**ACTION ITEM:** Reproduce the listing exactly, so that no line differs from the original.

**MATERIAL TO PROCESS:**
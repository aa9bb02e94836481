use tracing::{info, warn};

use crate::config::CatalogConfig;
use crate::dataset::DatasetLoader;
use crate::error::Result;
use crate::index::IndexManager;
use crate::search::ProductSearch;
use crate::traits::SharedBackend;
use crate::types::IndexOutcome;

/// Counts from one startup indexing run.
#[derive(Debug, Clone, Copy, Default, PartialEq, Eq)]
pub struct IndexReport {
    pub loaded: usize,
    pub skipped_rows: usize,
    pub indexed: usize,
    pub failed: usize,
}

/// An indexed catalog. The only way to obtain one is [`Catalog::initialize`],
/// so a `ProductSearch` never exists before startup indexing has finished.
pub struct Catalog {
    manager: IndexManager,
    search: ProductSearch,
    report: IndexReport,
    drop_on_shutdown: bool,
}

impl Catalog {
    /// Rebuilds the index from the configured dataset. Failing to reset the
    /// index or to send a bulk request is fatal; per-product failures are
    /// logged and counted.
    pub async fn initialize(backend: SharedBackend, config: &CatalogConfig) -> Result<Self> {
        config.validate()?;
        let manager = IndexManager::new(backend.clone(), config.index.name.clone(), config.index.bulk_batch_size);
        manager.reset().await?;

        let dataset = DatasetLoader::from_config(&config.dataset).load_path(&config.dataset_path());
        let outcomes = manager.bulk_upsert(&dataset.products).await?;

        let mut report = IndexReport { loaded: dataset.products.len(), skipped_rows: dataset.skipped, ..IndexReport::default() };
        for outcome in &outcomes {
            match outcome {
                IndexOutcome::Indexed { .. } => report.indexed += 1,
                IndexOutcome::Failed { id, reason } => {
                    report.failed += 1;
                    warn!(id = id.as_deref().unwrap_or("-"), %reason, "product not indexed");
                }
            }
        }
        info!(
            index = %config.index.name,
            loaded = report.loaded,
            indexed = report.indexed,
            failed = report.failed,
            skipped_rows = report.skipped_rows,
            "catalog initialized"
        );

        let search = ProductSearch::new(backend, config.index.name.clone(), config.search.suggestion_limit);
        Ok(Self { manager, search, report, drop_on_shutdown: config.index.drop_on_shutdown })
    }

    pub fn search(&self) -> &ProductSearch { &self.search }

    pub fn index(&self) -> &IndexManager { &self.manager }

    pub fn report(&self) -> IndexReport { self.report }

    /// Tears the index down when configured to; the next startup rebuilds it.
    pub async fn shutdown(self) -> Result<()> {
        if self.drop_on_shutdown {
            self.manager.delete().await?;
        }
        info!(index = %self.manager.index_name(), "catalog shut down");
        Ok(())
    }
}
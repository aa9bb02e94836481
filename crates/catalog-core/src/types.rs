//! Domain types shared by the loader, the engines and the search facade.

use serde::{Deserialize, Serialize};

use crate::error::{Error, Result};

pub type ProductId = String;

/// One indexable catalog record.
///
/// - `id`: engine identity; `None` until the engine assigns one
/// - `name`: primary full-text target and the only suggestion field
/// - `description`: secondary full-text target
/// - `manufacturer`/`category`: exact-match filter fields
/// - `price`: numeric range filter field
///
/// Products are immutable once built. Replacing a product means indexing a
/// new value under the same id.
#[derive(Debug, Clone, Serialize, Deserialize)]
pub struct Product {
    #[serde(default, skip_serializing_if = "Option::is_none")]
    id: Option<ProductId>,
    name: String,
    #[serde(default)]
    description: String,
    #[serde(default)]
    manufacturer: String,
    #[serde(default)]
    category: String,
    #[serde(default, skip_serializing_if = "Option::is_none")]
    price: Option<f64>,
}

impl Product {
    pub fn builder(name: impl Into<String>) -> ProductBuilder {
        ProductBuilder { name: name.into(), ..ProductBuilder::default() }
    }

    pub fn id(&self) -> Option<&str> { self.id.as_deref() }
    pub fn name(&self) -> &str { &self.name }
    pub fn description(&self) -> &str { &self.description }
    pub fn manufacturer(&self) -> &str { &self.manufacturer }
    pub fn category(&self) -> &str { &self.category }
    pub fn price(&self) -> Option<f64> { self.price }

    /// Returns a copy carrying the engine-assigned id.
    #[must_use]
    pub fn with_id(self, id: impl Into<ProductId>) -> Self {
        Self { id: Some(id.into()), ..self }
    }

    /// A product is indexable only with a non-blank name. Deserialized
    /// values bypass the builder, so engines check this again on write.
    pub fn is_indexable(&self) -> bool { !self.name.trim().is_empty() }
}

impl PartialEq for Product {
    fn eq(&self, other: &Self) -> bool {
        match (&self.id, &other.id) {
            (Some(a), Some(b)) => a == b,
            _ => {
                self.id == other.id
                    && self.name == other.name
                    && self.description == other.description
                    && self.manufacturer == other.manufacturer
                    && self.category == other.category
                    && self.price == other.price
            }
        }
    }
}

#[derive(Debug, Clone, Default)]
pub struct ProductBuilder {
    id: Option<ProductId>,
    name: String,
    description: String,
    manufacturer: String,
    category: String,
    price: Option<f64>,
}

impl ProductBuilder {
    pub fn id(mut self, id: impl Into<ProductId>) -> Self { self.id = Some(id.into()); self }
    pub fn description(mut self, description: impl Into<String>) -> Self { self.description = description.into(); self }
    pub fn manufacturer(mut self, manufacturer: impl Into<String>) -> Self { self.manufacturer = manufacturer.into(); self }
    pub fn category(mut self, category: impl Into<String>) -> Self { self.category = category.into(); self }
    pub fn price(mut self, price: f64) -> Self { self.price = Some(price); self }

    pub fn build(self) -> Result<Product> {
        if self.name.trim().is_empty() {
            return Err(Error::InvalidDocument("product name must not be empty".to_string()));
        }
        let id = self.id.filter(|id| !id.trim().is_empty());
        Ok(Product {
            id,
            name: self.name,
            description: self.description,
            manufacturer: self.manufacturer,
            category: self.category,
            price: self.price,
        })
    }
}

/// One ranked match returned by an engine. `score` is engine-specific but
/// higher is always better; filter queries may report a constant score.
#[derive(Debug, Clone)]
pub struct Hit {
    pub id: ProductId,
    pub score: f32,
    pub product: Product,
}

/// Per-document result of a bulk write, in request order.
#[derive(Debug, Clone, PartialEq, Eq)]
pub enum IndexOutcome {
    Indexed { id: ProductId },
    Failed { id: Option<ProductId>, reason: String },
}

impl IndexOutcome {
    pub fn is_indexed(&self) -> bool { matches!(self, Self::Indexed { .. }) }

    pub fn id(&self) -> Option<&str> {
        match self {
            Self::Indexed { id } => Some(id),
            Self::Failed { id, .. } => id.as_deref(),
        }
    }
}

**SOLUTION:**
repository aa9bb02e94836481
use tracing::{info, warn};

use crate::config::CatalogConfig;
use crate::dataset::DatasetLoader;
use crate::error::Result;
use crate::index::IndexManager;
use crate::search::ProductSearch;
use crate::traits::SharedBackend;
use crate::types::IndexOutcome;

/// Counts from one startup indexing run.
#[derive(Debug, Clone, Copy, Default, PartialEq, Eq)]
pub struct IndexReport {
    pub loaded: usize,
    pub skipped_rows: usize,
    pub indexed: usize,
    pub failed: usize,
}

/// An indexed catalog. The only way to obtain one is [`Catalog::initialize`],
/// so a `ProductSearch` never exists before startup indexing has finished.
pub struct Catalog {
    manager: IndexManager,
    search: ProductSearch,
    report: IndexReport,
    drop_on_shutdown: bool,
}

impl Catalog {
    /// Rebuilds the index from the configured dataset. Failing to reset the
    /// index or to send a bulk request is fatal; per-product failures are
    /// logged and counted.
    pub async fn initialize(backend: SharedBackend, config: &CatalogConfig) -> Result<Self> {
        config.validate()?;
        let manager = IndexManager::new(backend.clone(), config.index.name.clone(), config.index.bulk_batch_size);
        manager.reset().await?;

        let dataset = DatasetLoader::from_config(&config.dataset).load_path(&config.dataset_path());
        let outcomes = manager.bulk_upsert(&dataset.products).await?;

        let mut report = IndexReport { loaded: dataset.products.len(), skipped_rows: dataset.skipped, ..IndexReport::default() };
        for outcome in &outcomes {
            match outcome {
                IndexOutcome::Indexed { .. } => report.indexed += 1,
                IndexOutcome::Failed { id, reason } => {
                    report.failed += 1;
                    warn!(id = id.as_deref().unwrap_or("-"), %reason, "product not indexed");
                }
            }
        }
        info!(
            index = %config.index.name,
            loaded = report.loaded,
            indexed = report.indexed,
            failed = report.failed,
            skipped_rows = report.skipped_rows,
            "catalog initialized"
        );

        let search = ProductSearch::new(backend, config.index.name.clone(), config.search.suggestion_limit);
        Ok(Self { manager, search, report, drop_on_shutdown: config.index.drop_on_shutdown })
    }

    pub fn search(&self) -> &ProductSearch { &self.search }

    pub fn index(&self) -> &IndexManager { &self.manager }

    pub fn report(&self) -> IndexReport { self.report }

    /// Tears the index down when configured to; the next startup rebuilds it.
    pub async fn shutdown(self) -> Result<()> {
        if self.drop_on_shutdown {
            self.manager.delete().await?;
        }
        info!(index = %self.manager.index_name(), "catalog shut down");
        Ok(())
    }
}
repository aa9bb02e94836481
filename crates/catalog-core/src/types.rs
//! Domain types shared by the loader, the engines and the search facade.

use serde::{Deserialize, Serialize};

use crate::error::{Error, Result};

pub type ProductId = String;

/// One indexable catalog record.
///
/// - `id`: engine identity; `None` until the engine assigns one
/// - `name`: primary full-text target and the only suggestion field
/// - `description`: secondary full-text target
/// - `manufacturer`/`category`: exact-match filter fields
/// - `price`: numeric range filter field
///
/// Products are immutable once built. Replacing a product means indexing a
/// new value under the same id.
#[derive(Debug, Clone, Serialize, Deserialize)]
pub struct Product {
    #[serde(default, skip_serializing_if = "Option::is_none")]
    id: Option<ProductId>,
    name: String,
    #[serde(default)]
    description: String,
    #[serde(default)]
    manufacturer: String,
    #[serde(default)]
    category: String,
    #[serde(default, skip_serializing_if = "Option::is_none")]
    price: Option<f64>,
}

impl Product {
    pub fn builder(name: impl Into<String>) -> ProductBuilder {
        ProductBuilder { name: name.into(), ..ProductBuilder::default() }
    }

    pub fn id(&self) -> Option<&str> { self.id.as_deref() }
    pub fn name(&self) -> &str { &self.name }
    pub fn description(&self) -> &str { &self.description }
    pub fn manufacturer(&self) -> &str { &self.manufacturer }
    pub fn category(&self) -> &str { &self.category }
    pub fn price(&self) -> Option<f64> { self.price }

    /// Returns a copy carrying the engine-assigned id.
    #[must_use]
    pub fn with_id(self, id: impl Into<ProductId>) -> Self {
        Self { id: Some(id.into()), ..self }
    }

    /// A product is indexable only with a non-blank name. Deserialized
    /// values bypass the builder, so engines check this again on write.
    pub fn is_indexable(&self) -> bool { !self.name.trim().is_empty() }
}

impl PartialEq for Product {
    fn eq(&self, other: &Self) -> bool {
        match (&self.id, &other.id) {
            (Some(a), Some(b)) => a == b,
            _ => {
                self.id == other.id
                    && self.name == other.name
                    && self.description == other.description
                    && self.manufacturer == other.manufacturer
                    && self.category == other.category
                    && self.price == other.price
            }
        }
    }
}

#[derive(Debug, Clone, Default)]
pub struct ProductBuilder {
    id: Option<ProductId>,
    name: String,
    description: String,
    manufacturer: String,
    category: String,
    price: Option<f64>,
}

impl ProductBuilder {
    pub fn id(mut self, id: impl Into<ProductId>) -> Self { self.id = Some(id.into()); self }
    pub fn description(mut self, description: impl Into<String>) -> Self { self.description = description.into(); self }
    pub fn manufacturer(mut self, manufacturer: impl Into<String>) -> Self { self.manufacturer = manufacturer.into(); self }
    pub fn category(mut self, category: impl Into<String>) -> Self { self.category = category.into(); self }
    pub fn price(mut self, price: f64) -> Self { self.price = Some(price); self }

    pub fn build(self) -> Result<Product> {
        if self.name.trim().is_empty() {
            return Err(Error::InvalidDocument("product name must not be empty".to_string()));
        }
        let id = self.id.filter(|id| !id.trim().is_empty());
        Ok(Product {
            id,
            name: self.name,
            description: self.description,
            manufacturer: self.manufacturer,
            category: self.category,
            price: self.price,
        })
    }
}

/// One ranked match returned by an engine. `score` is engine-specific but
/// higher is always better; filter queries may report a constant score.
#[derive(Debug, Clone)]
pub struct Hit {
    pub id: ProductId,
    pub score: f32,
    pub product: Product,
}

/// Per-document result of a bulk write, in request order.
#[derive(Debug, Clone, PartialEq, Eq)]
pub enum IndexOutcome {
    Indexed { id: ProductId },
    Failed { id: Option<ProductId>, reason: String },
}

impl IndexOutcome {
    pub fn is_indexed(&self) -> bool { matches!(self, Self::Indexed { .. }) }

    pub fn id(&self) -> Option<&str> {
        match self {
            Self::Indexed { id } => Some(id),
            Self::Failed { id, .. } => id.as_deref(),
        }
    }
}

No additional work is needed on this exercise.